(DATA RECORDS)

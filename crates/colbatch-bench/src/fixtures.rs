//! Deterministic result sets for benchmarks.

use colbatch_core::cast::render_text;
use colbatch_core::{ColumnMeta, TextRow};
use colbatch_proto::{Decimal, LogicalType, Row, Value};
use rand::distributions::Alphanumeric;
use rand::rngs::StdRng;
use rand::{Rng, SeedableRng};

const SEED: u64 = 12345;

/// Number of rows in a generated result.
#[derive(Clone, Copy, Debug, Default)]
pub enum Scale {
    /// 100 rows.
    Small,
    /// 10,000 rows.
    #[default]
    Medium,
    /// 100,000 rows.
    Large,
}

impl Scale {
    /// Row count for this scale.
    pub fn rows(&self) -> usize {
        match self {
            Scale::Small => 100,
            Scale::Medium => 10_000,
            Scale::Large => 100_000,
        }
    }
}

/// Header of the generated `orders` result.
pub fn order_columns() -> Vec<ColumnMeta> {
    vec![
        ColumnMeta::new("id", LogicalType::BigInteger),
        ColumnMeta::new("customer", LogicalType::String),
        ColumnMeta::new("quantity", LogicalType::Integer),
        ColumnMeta::new("price", LogicalType::decimal(10, 2)),
        ColumnMeta::new("weight", LogicalType::Float),
        ColumnMeta::new("shipped", LogicalType::Boolean),
        ColumnMeta::new("placed_on", LogicalType::Date),
        ColumnMeta::new("note", LogicalType::Text),
    ]
}

/// Generate `orders` rows as values. Roughly one note in four is null.
pub fn generate_orders(count: usize) -> Vec<Row> {
    let mut rng = StdRng::seed_from_u64(SEED);

    (0..count)
        .map(|i| {
            let cents = rng.gen_range(100..1_000_000i64);
            let note = if rng.gen_bool(0.25) {
                Value::Null
            } else {
                Value::Text(random_string(&mut rng, 40))
            };
            vec![
                Value::Int(i as i64),
                Value::Text(format!("customer_{}", i % 500)),
                Value::Int(rng.gen_range(1..100)),
                Value::Decimal(Decimal::from_i128(i128::from(cents), 2)),
                Value::Float(rng.gen_range(0.1..50.0)),
                Value::Bool(rng.gen_bool(0.8)),
                Value::Date(18_000 + (i % 2_000) as i32),
                note,
            ]
        })
        .collect()
}

/// Generate `orders` rows in text-protocol form.
pub fn generate_text_orders(count: usize) -> Vec<TextRow> {
    generate_orders(count).iter().map(to_text_row).collect()
}

fn to_text_row(row: &Row) -> TextRow {
    row.iter()
        .map(|value| match value {
            Value::Null => None,
            Value::Bool(b) => Some(if *b { b"1".to_vec() } else { b"0".to_vec() }),
            other => render_text(other).ok().map(String::into_bytes),
        })
        .collect()
}

/// Generate a random string of specified length.
fn random_string(rng: &mut StdRng, len: usize) -> String {
    (0..len).map(|_| rng.sample(Alphanumeric) as char).collect()
}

(End DATA RECORDS)

EXERCISE INSTRUCTIONS: An exact copy of every record above is required.

RESPONSE TO THIS EXERCISE:
filename crates/colbatch-bench/src/fixtures.rs
//! Deterministic result sets for benchmarks.

use colbatch_core::cast::render_text;
use colbatch_core::{ColumnMeta, TextRow};
use colbatch_proto::{Decimal, LogicalType, Row, Value};
use rand::distributions::Alphanumeric;
use rand::rngs::StdRng;
use rand::{Rng, SeedableRng};

const SEED: u64 = 12345;

/// Number of rows in a generated result.
#[derive(Clone, Copy, Debug, Default)]
pub enum Scale {
    /// 100 rows.
    Small,
    /// 10,000 rows.
    #[default]
    Medium,
    /// 100,000 rows.
    Large,
}

impl Scale {
    /// Row count for this scale.
    pub fn rows(&self) -> usize {
        match self {
            Scale::Small => 100,
            Scale::Medium => 10_000,
            Scale::Large => 100_000,
        }
    }
}

/// Header of the generated `orders` result.
pub fn order_columns() -> Vec<ColumnMeta> {
    vec![
        ColumnMeta::new("id", LogicalType::BigInteger),
        ColumnMeta::new("customer", LogicalType::String),
        ColumnMeta::new("quantity", LogicalType::Integer),
        ColumnMeta::new("price", LogicalType::decimal(10, 2)),
        ColumnMeta::new("weight", LogicalType::Float),
        ColumnMeta::new("shipped", LogicalType::Boolean),
        ColumnMeta::new("placed_on", LogicalType::Date),
        ColumnMeta::new("note", LogicalType::Text),
    ]
}

/// Generate `orders` rows as values. Roughly one note in four is null.
pub fn generate_orders(count: usize) -> Vec<Row> {
    let mut rng = StdRng::seed_from_u64(SEED);

    (0..count)
        .map(|i| {
            let cents = rng.gen_range(100..1_000_000i64);
            let note = if rng.gen_bool(0.25) {
                Value::Null
            } else {
                Value::Text(random_string(&mut rng, 40))
            };
            vec![
                Value::Int(i as i64),
                Value::Text(format!("customer_{}", i % 500)),
                Value::Int(rng.gen_range(1..100)),
                Value::Decimal(Decimal::from_i128(i128::from(cents), 2)),
                Value::Float(rng.gen_range(0.1..50.0)),
                Value::Bool(rng.gen_bool(0.8)),
                Value::Date(18_000 + (i % 2_000) as i32),
                note,
            ]
        })
        .collect()
}

/// Generate `orders` rows in text-protocol form.
pub fn generate_text_orders(count: usize) -> Vec<TextRow> {
    generate_orders(count).iter().map(to_text_row).collect()
}

fn to_text_row(row: &Row) -> TextRow {
    row.iter()
        .map(|value| match value {
            Value::Null => None,
            Value::Bool(b) => Some(if *b { b"1".to_vec() } else { b"0".to_vec() }),
            other => render_text(other).ok().map(String::into_bytes),
        })
        .collect()
}

/// Generate a random string of specified length.
fn random_string(rng: &mut StdRng, len: usize) -> String {
    (0..len).map(|_| rng.sample(Alphanumeric) as char).collect()
}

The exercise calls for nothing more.